___ EXTRACTED MATERIAL ___

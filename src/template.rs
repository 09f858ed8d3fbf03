//! Pipeline templates and `{parameter}` rendering.

use crate::{
    error::Result,
    expectations::{ExpectFormat, Expectations},
    types::{ExecutionType, ModelRequirements},
    PipelineError,
};
use serde::{Deserialize, Serialize};
use std::collections::{BTreeMap, BTreeSet};

/// A single step of a pipeline. Produces exactly one named parameter.
#[derive(Debug, Clone, PartialEq, Serialize, Deserialize)]
#[serde(rename_all = "camelCase")]
pub struct Template {
    /// Unique name within the pipeline (for logging and reports).
    pub name: String,

    /// Human-readable title; also the title of prompts sent to models.
    pub title: String,

    #[serde(default, skip_serializing_if = "Option::is_none")]
    pub description: Option<String>,

    pub execution_type: ExecutionType,

    /// Parameters that must be resolved before this template may start.
    #[serde(default)]
    pub dependent_parameter_names: BTreeSet<String>,

    /// The parameter this template produces. Unique across the pipeline.
    pub resulting_parameter_name: String,

    /// Text with `{param}` placeholders; the script source for SCRIPT templates.
    pub content: String,

    /// Script language of `content` for SCRIPT templates.
    #[serde(default, skip_serializing_if = "Option::is_none")]
    pub content_language: Option<String>,

    #[serde(default, skip_serializing_if = "Option::is_none")]
    pub model_requirements: Option<ModelRequirements>,

    #[serde(default, skip_serializing_if = "Option::is_none")]
    pub expectations: Option<Expectations>,

    #[serde(default, skip_serializing_if = "Option::is_none")]
    pub expect_format: Option<ExpectFormat>,

    /// Script function names applied in order to every real result.
    #[serde(default, skip_serializing_if = "Vec::is_empty")]
    pub postprocessing: Vec<String>,

    /// Fallback parameters tried, in order, before any real attempt.
    #[serde(default, skip_serializing_if = "Vec::is_empty")]
    pub jokers: Vec<String>,
}

impl Template {
    /// Create a SIMPLE template producing a parameter named like the template.
    ///
    /// Dependencies are inferred from the `{param}` placeholders in `content`.
    pub fn new(name: impl Into<String>, content: impl Into<String>) -> Self {
        let name = name.into();
        let content = content.into();
        Self {
            title: name.clone(),
            description: None,
            execution_type: ExecutionType::Simple,
            dependent_parameter_names: placeholders(&content),
            resulting_parameter_name: name.clone(),
            name,
            content,
            content_language: None,
            model_requirements: None,
            expectations: None,
            expect_format: None,
            postprocessing: Vec::new(),
            jokers: Vec::new(),
        }
    }

    /// Set the produced parameter name.
    pub fn producing(mut self, parameter: impl Into<String>) -> Self {
        self.resulting_parameter_name = parameter.into();
        self
    }

    /// Set the title.
    pub fn with_title(mut self, title: impl Into<String>) -> Self {
        self.title = title.into();
        self
    }

    /// Add a dependency not mentioned in the content.
    pub fn depends_on(mut self, parameter: impl Into<String>) -> Self {
        self.dependent_parameter_names.insert(parameter.into());
        self
    }

    /// Turn this into a MODEL template.
    pub fn with_model(mut self, requirements: ModelRequirements) -> Self {
        self.execution_type = ExecutionType::Model;
        self.model_requirements = Some(requirements);
        self
    }

    /// Turn this into a SCRIPT template in `language`.
    ///
    /// Script sources are not scanned for placeholders; declare inputs with
    /// [`depends_on`](Self::depends_on).
    pub fn with_script(mut self, language: impl Into<String>) -> Self {
        self.execution_type = ExecutionType::Script;
        self.content_language = Some(language.into());
        self.dependent_parameter_names.clear();
        self
    }

    /// Turn this into a DIALOG template answered by the user interface tools.
    pub fn with_dialog(mut self) -> Self {
        self.execution_type = ExecutionType::Dialog;
        self
    }

    pub fn with_expectations(mut self, expectations: Expectations) -> Self {
        self.expectations = Some(expectations);
        self
    }

    pub fn with_expect_format(mut self, format: ExpectFormat) -> Self {
        self.expect_format = Some(format);
        self
    }

    /// Append a postprocessing function.
    pub fn with_postprocessing(mut self, function_name: impl Into<String>) -> Self {
        self.postprocessing.push(function_name.into());
        self
    }

    /// Append a joker. Jokers are dependencies too.
    pub fn with_joker(mut self, parameter: impl Into<String>) -> Self {
        let parameter = parameter.into();
        self.dependent_parameter_names.insert(parameter.clone());
        self.jokers.push(parameter);
        self
    }

    /// Whether every dependency is already resolved.
    pub fn is_ready(&self, resolved: &BTreeSet<String>) -> bool {
        self.dependent_parameter_names.is_subset(resolved)
    }

    /// Render `content` against the given parameters.
    pub fn render(&self, parameters: &BTreeMap<String, String>) -> Result<String> {
        render_template(&self.content, parameters)
    }
}

/// Builder for creating templates with validation.
pub struct TemplateBuilder {
    template: Template,
}

impl TemplateBuilder {
    pub fn new(name: impl Into<String>) -> Self {
        Self {
            template: Template::new(name, ""),
        }
    }

    pub fn content(mut self, content: impl Into<String>) -> Self {
        let content = content.into();
        self.template.dependent_parameter_names.extend(placeholders(&content));
        self.template.content = content;
        self
    }

    pub fn producing(mut self, parameter: impl Into<String>) -> Self {
        self.template = self.template.producing(parameter);
        self
    }

    pub fn model(mut self, requirements: ModelRequirements) -> Self {
        self.template = self.template.with_model(requirements);
        self
    }

    pub fn expectations(mut self, expectations: Expectations) -> Self {
        self.template.expectations = Some(expectations);
        self
    }

    pub fn joker(mut self, parameter: impl Into<String>) -> Self {
        self.template = self.template.with_joker(parameter);
        self
    }

    pub fn postprocessing(mut self, function_name: impl Into<String>) -> Self {
        self.template = self.template.with_postprocessing(function_name);
        self
    }

    pub fn build(self) -> Result<Template> {
        if self.template.content.is_empty() {
            return Err(PipelineError::InvalidConfig(format!(
                "Template '{}' content cannot be empty",
                self.template.name
            )));
        }
        if self.template.execution_type == ExecutionType::Model
            && self.template.model_requirements.is_none()
        {
            return Err(PipelineError::InvalidConfig(format!(
                "Template '{}' is a MODEL template without model requirements",
                self.template.name
            )));
        }
        Ok(self.template)
    }
}

fn is_identifier(name: &str) -> bool {
    let mut chars = name.chars();
    match chars.next() {
        Some(c) if c.is_ascii_alphabetic() || c == '_' => {}
        _ => return false,
    }
    chars.all(|c| c.is_ascii_alphanumeric() || c == '_')
}

/// If `tail` starts with `{identifier}`, return the identifier.
fn placeholder_at(tail: &str) -> Option<&str> {
    let end = tail.find('}')?;
    let name = &tail[1..end];
    is_identifier(name).then_some(name)
}

/// Names of all `{param}` placeholders in `content`.
///
/// `{{` and `}}` are escapes and never start a placeholder. Braces around
/// anything that is not an identifier (e.g. JSON) are left alone.
pub fn placeholders(content: &str) -> BTreeSet<String> {
    let mut names = BTreeSet::new();
    let mut rest = content;
    while let Some(pos) = rest.find(['{', '}']) {
        let tail = &rest[pos..];
        if tail.starts_with("{{") || tail.starts_with("}}") {
            rest = &tail[2..];
            continue;
        }
        if let Some(name) = tail.starts_with('{').then(|| placeholder_at(tail)).flatten() {
            names.insert(name.to_string());
            rest = &tail[name.len() + 2..];
            continue;
        }
        rest = &tail[1..];
    }
    names
}

/// Substitute `{param}` placeholders.
///
/// Use `{{` to insert a literal `{` and `}}` to insert a literal `}`.
/// Substituted values are never re-scanned. A placeholder without a value
/// is an internal error: dependencies are validated before execution.
///
/// # Example
///
/// ```
/// use prompt_pipeline::template::render_template;
/// use std::collections::BTreeMap;
///
/// let params = BTreeMap::from([("name".to_string(), "Alice".to_string())]);
/// let result = render_template("Hello {name}, JSON: {{\"key\": 1}}", &params).unwrap();
/// assert_eq!(result, r#"Hello Alice, JSON: {"key": 1}"#);
/// ```
pub fn render_template(content: &str, parameters: &BTreeMap<String, String>) -> Result<String> {
    let mut rendered = String::with_capacity(content.len());
    let mut rest = content;
    while let Some(pos) = rest.find(['{', '}']) {
        rendered.push_str(&rest[..pos]);
        let tail = &rest[pos..];
        if tail.starts_with("{{") {
            rendered.push('{');
            rest = &tail[2..];
            continue;
        }
        if tail.starts_with("}}") {
            rendered.push('}');
            rest = &tail[2..];
            continue;
        }
        if let Some(name) = tail.starts_with('{').then(|| placeholder_at(tail)).flatten() {
            let value = parameters.get(name).ok_or_else(|| {
                PipelineError::Unexpected(format!("Parameter {{{}}} is not defined", name))
            })?;
            rendered.push_str(value);
            rest = &tail[name.len() + 2..];
            continue;
        }
        rendered.push_str(&tail[..1]);
        rest = &tail[1..];
    }
    rendered.push_str(rest);
    Ok(rendered)
}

___

-- PROBLEM --
Find how many lines of the listing include the string "ModelRequirements" and give that number, nothing else.

-- RESULT FOR THIS TASK --
4